◆ **What you are asked to do**: Scan the records below, and wherever a line has the word "Option", pull it out.

[[ Available data, beginning ]]

impl MeetingSession {
    /// `outbound` feeds the relay; media events come back on the returned receiver
    pub fn new(
        config: SessionConfig,
        media: Arc<dyn MediaFactory>,
        outbound: mpsc::UnboundedSender<ClientMessage>,
        mesh_events: mpsc::UnboundedSender<MeshEvent>,
    ) -> (Self, mpsc::UnboundedReceiver<MediaEvent>) {
        let (mesh, media_rx) = MeshManager::new(
            config.room_id.clone(),
            config.participant_id.clone(),
            media,
            outbound.clone(),
            mesh_events,
            config.mesh.clone(),
        );
        let session = MeetingSession {
            config,
            mesh,
            outbound,
            state: watch::Sender::new(SessionState::Joining),
            view: watch::Sender::new(None),
        };
        (session, media_rx)
    }

    pub fn state(&self) -> SessionState {
        self.state.borrow().clone()
    }

    pub fn view(&self) -> Option<RoomView> {
        self.view.borrow().clone()
    }

    pub fn subscribe_state(&self) -> watch::Receiver<SessionState> {
        self.state.subscribe()
    }

    pub fn subscribe_view(&self) -> watch::Receiver<Option<RoomView>> {
        self.view.subscribe()
    }

    pub fn mesh(&self) -> &MeshManager {
        &self.mesh
    }

    fn send(&self, message: ClientMessage) {
        if self.outbound.send(message).is_err() {
            debug!("relay queue closed");
        }
    }

    fn set_state(&self, state: SessionState) {
        self.state.send_if_modified(|current| {
            if current.is_final() || *current == state {
                return false;
            }
            *current = state;
            true
        });
    }

    fn update_view(&self, f: impl FnOnce(&mut RoomView)) {
        self.view.send_if_modified(|view| match view {
            Some(view) => {
                f(view);
                true
            },
            None => false,
        });
    }

    async fn terminate(&mut self, reason: TerminalReason) {
        info!(?reason, "session terminated");
        self.mesh.close_all().await;
        self.set_state(SessionState::Terminated(reason));
    }

    fn join_message(&self) -> ClientMessage {
        ClientMessage::Join {
            room_id: self.config.room_id.clone(),
            participant_id: self.config.participant_id.clone(),
            display_name: self.config.display_name.clone(),
            password: self.config.password.clone(),
            waiting_room: self.config.waiting_room,
        }
    }

    pub async fn handle_relay_event(&mut self, event: RelayEvent, now: Instant) {
        match event {
            RelayEvent::Connected { reconnect } => {
                if self.state.borrow().is_final() {
                    return;
                }
                if reconnect {
                    // the relay treats the new socket as a rejoin
                    self.mesh.on_relay_reconnected().await;
                    self.view.send_replace(None);
                    self.set_state(SessionState::Joining);
                }
                self.send(self.join_message());
            },
            RelayEvent::Message(message) => self.handle_server_message(message, now).await,
            RelayEvent::Failed => self.terminate(TerminalReason::RelayFailed).await,
        }
    }

    pub async fn handle_server_message(&mut self, message: ServerMessage, now: Instant) {
        if self.state.borrow().is_final() {
            return;
        }
        let me = self.config.participant_id.clone();

        match message {
            ServerMessage::RoomInfo { room } => {
                if room.room_id != self.config.room_id {
                    warn!(room_id = %room.room_id, "room-info for another room");
                    return;
                }
                self.view.send_replace(Some(RoomView::from_snapshot(&room)));
                self.set_state(SessionState::InRoom);
                self.mesh.sync_roster(&room, now).await;
            },
            ServerMessage::Queued { position, .. } => {
                info!(position, "waiting for admission");
                self.set_state(SessionState::Queued { position });
            },
            ServerMessage::ParticipantJoined {
                participant,
                rejoined,
                ..
            } => {
                self.update_view(|v| v.upsert(participant.clone()));
                self.mesh.on_participant_joined(&participant, rejoined, now).await;
            },
            ServerMessage::ParticipantLeft { participant_id, .. } => {
                self.update_view(|v| v.remove(&participant_id));
                self.mesh.on_participant_left(&participant_id).await;
            },
            ServerMessage::HostChanged {
                predecessor_id,
                successor_id,
                ..
            } => {
                info!(%predecessor_id, %successor_id, "main host changed");
                self.update_view(|v| {
                    v.remove(&predecessor_id);
                    v.set_role(&successor_id, Role::MainHost);
                });
            },
            ServerMessage::RoleChanged {
                participant_id, role, ..
            } => {
                self.update_view(|v| v.set_role(&participant_id, role));
            },
            ServerMessage::MeetingStarted { started_at, .. } => {
                self.update_view(|v| {
                    v.meeting_status = MeetingStatus::Started;
                    v.started_at = Some(started_at);
                });
                self.mesh.on_meeting_started(now).await;
            },
            ServerMessage::MeetingEnded { .. } => {
                self.update_view(|v| v.meeting_status = MeetingStatus::Ended);
                self.send(ClientMessage::Leave {
                    room_id: self.config.room_id.clone(),
                    participant_id: self.config.participant_id.clone(),
                });
                self.terminate(TerminalReason::MeetingEnded).await;
            },
            ServerMessage::WaitingRoomRequest { user, .. } => {
                self.update_view(|v| {
                    if !v.pending.iter().any(|w| w.id == user.id) {
                        v.pending.push(user);
                    }
                });
            },
            ServerMessage::WaitingRoomUpdated { enabled, pending, .. } => {
                self.update_view(|v| {
                    v.waiting_room_enabled = enabled;
                    v.pending = pending;
                });
            },
            ServerMessage::AdmissionRejected { .. } => {
                self.terminate(TerminalReason::AdmissionRejected).await;
            },
            ServerMessage::PromoteSuccess { target_id, .. } => {
                debug!(%target_id, "promotion confirmed");
            },
            ServerMessage::PromoteError { target_id, reason, .. } => {
                warn!(%target_id, ?reason, "promotion refused");
                self.update_view(|v| v.last_error = Some((Action::Promote, reason)));
            },
            ServerMessage::ActionError { action, reason, .. } => {
                warn!(?action, ?reason, "action refused");
                self.update_view(|v| v.last_error = Some((action, reason)));
            },
            ServerMessage::Kicked { by, .. } => {
                self.terminate(TerminalReason::Kicked { by }).await;
            },
            ServerMessage::RoomError { reason, .. } => {
                self.terminate(TerminalReason::RoomError(reason)).await;
            },
            ServerMessage::Offer { from_id, sdp, .. } => {
                if let Err(e) = self.mesh.handle_offer(&from_id, &sdp).await {
                    warn!(error = %e, "offer not applied");
                }
            },
            ServerMessage::Answer { from_id, sdp, .. } => {
                if let Err(e) = self.mesh.handle_answer(&from_id, &sdp).await {
                    warn!(error = %e, "answer not applied");
                }
            },
            ServerMessage::IceCandidate {
                from_id, candidate, ..
            } => {
                if let Err(e) = self.mesh.handle_ice(&from_id, candidate).await {
                    debug!(error = %e, "candidate not applied");
                }
            },
            ServerMessage::MediaStateChanged {
                participant_id,
                kind,
                enabled,
                ..
            } => {
                self.update_view(|v| v.set_media(&participant_id, kind, enabled));
            },
            ServerMessage::MuteRequested {
                requester_id, muted, ..
            } => {
                // advisory; the application decides whether to honor it
                info!(%requester_id, muted, "mute requested");
                self.update_view(|v| v.mute_request = Some(MuteRequest { requester_id, muted }));
            },
            ServerMessage::MalformedMessage { err_msg } => {
                warn!(%err_msg, "relay rejected a message");
            },
            ServerMessage::Error { code, message } => {
                warn!(%code, %message, "relay error");
            },
            ServerMessage::Pong => {},
        }
        debug!(participant_id = %me, state = ?self.state(), "server message applied");
    }

    pub async fn handle_command(&mut self, command: SessionCommand, now: Instant) {
        if self.state.borrow().is_final() {
            return;
        }
        let room_id = self.config.room_id.clone();
        let me = self.config.participant_id.clone();

        let message = match command {
            SessionCommand::Leave => {
                self.send(ClientMessage::Leave {
                    room_id,
                    participant_id: me,
                });
                self.mesh.close_all().await;
                self.set_state(SessionState::Left);
                return;
            },
            SessionCommand::LocalMediaReady(tracks) => {
                self.mesh.on_local_media_ready(tracks, now).await;
                return;
            },
            SessionCommand::ReplaceTrack(track) => {
                self.mesh.replace_track(track, now).await;
                return;
            },
            SessionCommand::StartMeeting => ClientMessage::StartMeeting {
                room_id,
                participant_id: me,
            },
            SessionCommand::EndMeeting => ClientMessage::EndMeeting {
                room_id,
                participant_id: me,
            },
            SessionCommand::Promote(target_id) => ClientMessage::Promote {
                room_id,
                requester_id: me,
                target_id,
            },
            SessionCommand::Demote(target_id) => ClientMessage::Demote {
                room_id,
                requester_id: me,
                target_id,
            },
            SessionCommand::Kick(target_id) => ClientMessage::Kick {
                room_id,
                requester_id: me,
                target_id,
            },
            SessionCommand::Approve(target_id) => ClientMessage::ApproveWaiting {
                room_id,
                requester_id: me,
                target_id,
            },
            SessionCommand::Reject(target_id) => ClientMessage::RejectWaiting {
                room_id,
                requester_id: me,
                target_id,
            },
            SessionCommand::MuteAll => ClientMessage::MuteAll {
                room_id,
                requester_id: me,
            },
            SessionCommand::Mute { target_id, muted: true } => ClientMessage::MuteParticipant {
                room_id,
                requester_id: me,
                target_id,
            },
            SessionCommand::Mute { target_id, muted: false } => ClientMessage::UnmuteParticipant {
                room_id,
                requester_id: me,
                target_id,
            },
            SessionCommand::SetWaitingRoom(enabled) => ClientMessage::SetWaitingRoom {
                room_id,
                requester_id: me,
                enabled,
            },
            SessionCommand::ToggleMedia { kind, enabled } => {
                self.update_view(|v| {
                    v.set_media(&me, kind, enabled);
                    if kind == MediaKind::Audio {
                        v.mute_request = None;
                    }
                });
                match kind {
                    MediaKind::Video => ClientMessage::ToggleVideo {
                        room_id,
                        participant_id: me,
                        enabled,
                    },
                    MediaKind::Audio => ClientMessage::ToggleAudio {
                        room_id,
                        participant_id: me,
                        enabled,
                    },
                }
            },
        };
        self.send(message);
    }

    /// Drive the session until it leaves or is terminated
    pub async fn run(
        mut self,
        mut relay_events: mpsc::UnboundedReceiver<RelayEvent>,
        mut commands: mpsc::UnboundedReceiver<SessionCommand>,
        mut media_events: mpsc::UnboundedReceiver<MediaEvent>,
    ) -> SessionState {
        let mut ticker = tokio::time::interval(self.config.tick_interval);
        ticker.set_missed_tick_behavior(tokio::time::MissedTickBehavior::Delay);

        while !self.state.borrow().is_final() {
            tokio::select! {
                event = relay_events.recv() => match event {
                    Some(event) => self.handle_relay_event(event, Instant::now()).await,
                    None => self.terminate(TerminalReason::RelayFailed).await,
                },
                command = commands.recv() => match command {
                    Some(command) => self.handle_command(command, Instant::now()).await,
                    None => self.handle_command(SessionCommand::Leave, Instant::now()).await,
                },
                Some(event) = media_events.recv() => self.mesh.handle_media_event(event),
                _ = ticker.tick() => self.mesh.tick(Instant::now()).await,
            }
        }
        self.state()
    }
}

[[ Available data, end ]]

◆ **Answer for the task**:
    pub fn view(&self) -> Option<RoomView> {
    pub fn subscribe_view(&self) -> watch::Receiver<Option<RoomView>> {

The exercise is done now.